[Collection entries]

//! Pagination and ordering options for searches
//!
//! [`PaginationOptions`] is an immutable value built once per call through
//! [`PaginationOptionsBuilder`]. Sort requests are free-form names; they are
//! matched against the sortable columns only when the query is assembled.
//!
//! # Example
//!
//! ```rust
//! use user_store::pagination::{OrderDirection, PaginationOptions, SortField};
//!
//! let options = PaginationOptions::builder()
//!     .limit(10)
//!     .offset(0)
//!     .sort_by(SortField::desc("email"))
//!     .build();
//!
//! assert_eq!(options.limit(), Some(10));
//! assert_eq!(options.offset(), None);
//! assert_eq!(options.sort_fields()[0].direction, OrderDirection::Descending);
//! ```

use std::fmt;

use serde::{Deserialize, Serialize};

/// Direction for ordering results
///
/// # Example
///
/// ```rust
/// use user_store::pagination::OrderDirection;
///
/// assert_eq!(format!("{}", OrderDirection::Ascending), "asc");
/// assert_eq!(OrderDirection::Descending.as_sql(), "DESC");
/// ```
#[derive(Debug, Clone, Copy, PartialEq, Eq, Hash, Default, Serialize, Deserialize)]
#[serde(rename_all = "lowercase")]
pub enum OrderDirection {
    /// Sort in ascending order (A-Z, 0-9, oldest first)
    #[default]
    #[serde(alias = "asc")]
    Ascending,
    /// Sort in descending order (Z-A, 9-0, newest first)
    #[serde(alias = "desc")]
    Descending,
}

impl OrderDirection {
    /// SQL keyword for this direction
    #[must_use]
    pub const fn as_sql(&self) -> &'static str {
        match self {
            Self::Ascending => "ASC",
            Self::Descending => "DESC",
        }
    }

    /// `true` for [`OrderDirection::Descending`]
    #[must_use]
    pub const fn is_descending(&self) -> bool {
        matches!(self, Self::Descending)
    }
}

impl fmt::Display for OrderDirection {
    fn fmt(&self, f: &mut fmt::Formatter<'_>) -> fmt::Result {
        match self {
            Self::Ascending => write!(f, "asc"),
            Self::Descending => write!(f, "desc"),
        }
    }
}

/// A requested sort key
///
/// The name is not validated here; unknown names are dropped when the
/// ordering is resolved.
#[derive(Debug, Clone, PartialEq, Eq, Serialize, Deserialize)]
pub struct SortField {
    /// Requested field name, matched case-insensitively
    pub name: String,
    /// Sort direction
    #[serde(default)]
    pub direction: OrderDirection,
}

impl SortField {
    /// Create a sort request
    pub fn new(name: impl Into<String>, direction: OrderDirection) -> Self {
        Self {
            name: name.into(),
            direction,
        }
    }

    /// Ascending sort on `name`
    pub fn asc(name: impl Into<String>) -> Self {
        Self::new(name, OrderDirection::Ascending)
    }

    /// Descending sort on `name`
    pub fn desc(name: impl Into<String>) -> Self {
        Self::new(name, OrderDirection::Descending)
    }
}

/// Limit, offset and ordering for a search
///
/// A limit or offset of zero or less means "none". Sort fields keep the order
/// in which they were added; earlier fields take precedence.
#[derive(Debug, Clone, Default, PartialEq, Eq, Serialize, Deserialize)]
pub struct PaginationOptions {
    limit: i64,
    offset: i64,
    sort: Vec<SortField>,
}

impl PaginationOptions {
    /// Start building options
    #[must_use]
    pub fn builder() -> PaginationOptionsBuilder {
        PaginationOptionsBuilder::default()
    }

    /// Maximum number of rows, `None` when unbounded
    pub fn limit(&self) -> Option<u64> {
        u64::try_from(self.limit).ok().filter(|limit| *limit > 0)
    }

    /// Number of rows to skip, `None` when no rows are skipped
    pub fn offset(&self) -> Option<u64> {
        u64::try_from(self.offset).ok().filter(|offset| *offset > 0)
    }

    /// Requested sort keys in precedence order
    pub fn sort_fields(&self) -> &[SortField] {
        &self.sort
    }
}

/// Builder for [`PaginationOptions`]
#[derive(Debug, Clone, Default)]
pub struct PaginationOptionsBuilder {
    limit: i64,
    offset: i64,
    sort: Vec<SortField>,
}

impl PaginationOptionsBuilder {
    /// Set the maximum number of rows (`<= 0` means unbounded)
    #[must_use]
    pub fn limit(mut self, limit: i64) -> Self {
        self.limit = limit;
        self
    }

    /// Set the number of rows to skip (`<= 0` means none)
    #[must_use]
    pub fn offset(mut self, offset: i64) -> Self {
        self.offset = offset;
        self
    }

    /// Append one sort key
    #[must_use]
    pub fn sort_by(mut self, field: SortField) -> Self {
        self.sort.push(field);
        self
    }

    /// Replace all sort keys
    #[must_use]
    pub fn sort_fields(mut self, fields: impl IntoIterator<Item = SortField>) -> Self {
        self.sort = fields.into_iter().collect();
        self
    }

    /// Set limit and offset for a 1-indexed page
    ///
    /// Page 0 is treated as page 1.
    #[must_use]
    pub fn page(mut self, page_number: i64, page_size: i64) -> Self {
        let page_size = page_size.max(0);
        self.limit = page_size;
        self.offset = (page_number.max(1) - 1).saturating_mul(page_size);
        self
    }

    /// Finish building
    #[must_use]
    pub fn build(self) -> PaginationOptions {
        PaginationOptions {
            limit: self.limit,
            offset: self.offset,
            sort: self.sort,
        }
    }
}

...

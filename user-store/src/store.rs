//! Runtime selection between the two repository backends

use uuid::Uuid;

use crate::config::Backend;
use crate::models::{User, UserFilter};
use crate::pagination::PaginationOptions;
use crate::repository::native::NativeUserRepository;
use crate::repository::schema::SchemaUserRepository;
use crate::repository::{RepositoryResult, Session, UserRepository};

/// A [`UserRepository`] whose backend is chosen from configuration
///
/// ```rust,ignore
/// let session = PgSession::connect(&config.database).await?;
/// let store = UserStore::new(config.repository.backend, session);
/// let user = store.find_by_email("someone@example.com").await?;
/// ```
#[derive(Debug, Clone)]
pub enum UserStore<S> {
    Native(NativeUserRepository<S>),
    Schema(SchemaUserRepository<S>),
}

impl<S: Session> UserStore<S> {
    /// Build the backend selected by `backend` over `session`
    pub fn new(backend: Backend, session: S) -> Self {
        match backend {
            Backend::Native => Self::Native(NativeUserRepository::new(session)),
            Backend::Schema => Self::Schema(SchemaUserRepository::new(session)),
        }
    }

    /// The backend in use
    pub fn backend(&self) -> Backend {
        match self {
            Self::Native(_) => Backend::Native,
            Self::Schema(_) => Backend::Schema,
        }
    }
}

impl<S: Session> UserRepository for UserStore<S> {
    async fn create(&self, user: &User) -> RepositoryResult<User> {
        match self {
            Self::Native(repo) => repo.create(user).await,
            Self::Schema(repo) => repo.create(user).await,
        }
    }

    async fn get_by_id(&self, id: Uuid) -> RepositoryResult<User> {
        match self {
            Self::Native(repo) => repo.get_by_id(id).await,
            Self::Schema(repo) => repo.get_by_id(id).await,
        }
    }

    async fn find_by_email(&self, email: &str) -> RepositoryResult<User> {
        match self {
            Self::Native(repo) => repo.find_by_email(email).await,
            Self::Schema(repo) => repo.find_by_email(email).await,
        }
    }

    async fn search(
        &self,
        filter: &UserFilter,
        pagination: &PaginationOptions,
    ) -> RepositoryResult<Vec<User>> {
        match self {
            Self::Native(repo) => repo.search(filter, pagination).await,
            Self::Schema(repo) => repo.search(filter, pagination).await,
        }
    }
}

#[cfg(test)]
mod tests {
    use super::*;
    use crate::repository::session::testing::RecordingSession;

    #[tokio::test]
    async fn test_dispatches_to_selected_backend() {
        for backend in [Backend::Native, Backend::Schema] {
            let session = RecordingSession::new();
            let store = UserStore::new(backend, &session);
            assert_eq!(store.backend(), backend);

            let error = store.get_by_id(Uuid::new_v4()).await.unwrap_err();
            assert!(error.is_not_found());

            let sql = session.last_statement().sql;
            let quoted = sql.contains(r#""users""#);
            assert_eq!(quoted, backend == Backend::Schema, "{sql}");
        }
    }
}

WHAT YOU NEED TO DO: If a line in the data above includes the string "building", copy it.

WORKED SOLUTION:
    /// Start building options
    /// Finish building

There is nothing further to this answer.